[Opening Information supplied section]

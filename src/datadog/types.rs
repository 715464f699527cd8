use serde::{Deserialize, Serialize, Serializer};

/// Intake metric type, sent as its integer code.
#[derive(Debug, Clone, Copy, PartialEq, Eq)]
pub enum IntakeType {
    Rate,
    Gauge,
}

impl IntakeType {
    #[must_use]
    pub const fn code(self) -> u8 {
        match self {
            IntakeType::Rate => 2,
            IntakeType::Gauge => 3,
        }
    }
}

impl Serialize for IntakeType {
    fn serialize<S>(&self, serializer: S) -> Result<S::Ok, S::Error>
    where
        S: Serializer,
    {
        serializer.serialize_u8(self.code())
    }
}

#[derive(Debug, Clone, Copy, Serialize, PartialEq)]
pub struct MetricPoint {
    pub timestamp: i64,
    pub value: f64,
}

/// One destination series. Points are finite and in source order.
#[derive(Debug, Clone, Serialize, PartialEq)]
pub struct MetricSeries {
    pub metric: String,
    #[serde(rename = "type")]
    pub kind: IntakeType,
    /// Seconds covered by each rate point.
    #[serde(skip_serializing_if = "Option::is_none")]
    pub interval: Option<u64>,
    pub points: Vec<MetricPoint>,
    pub tags: Vec<String>,
}

/// Request body of `POST /api/v2/series`.
#[derive(Debug, Serialize)]
pub struct MetricPayload<'series> {
    pub series: &'series [MetricSeries],
}

/// Response body of the intake; `errors` lists rejected input.
#[derive(Debug, Clone, Default, Deserialize, PartialEq, Eq)]
pub struct IntakeResponse {
    #[serde(default)]
    pub errors: Vec<String>,
}

impl IntakeResponse {
    #[must_use]
    pub const fn is_accepted(&self) -> bool {
        self.errors.is_empty()
    }
}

[Closing Information supplied section]

A single number is the whole answer: the number of lines in the entries that include "body".

2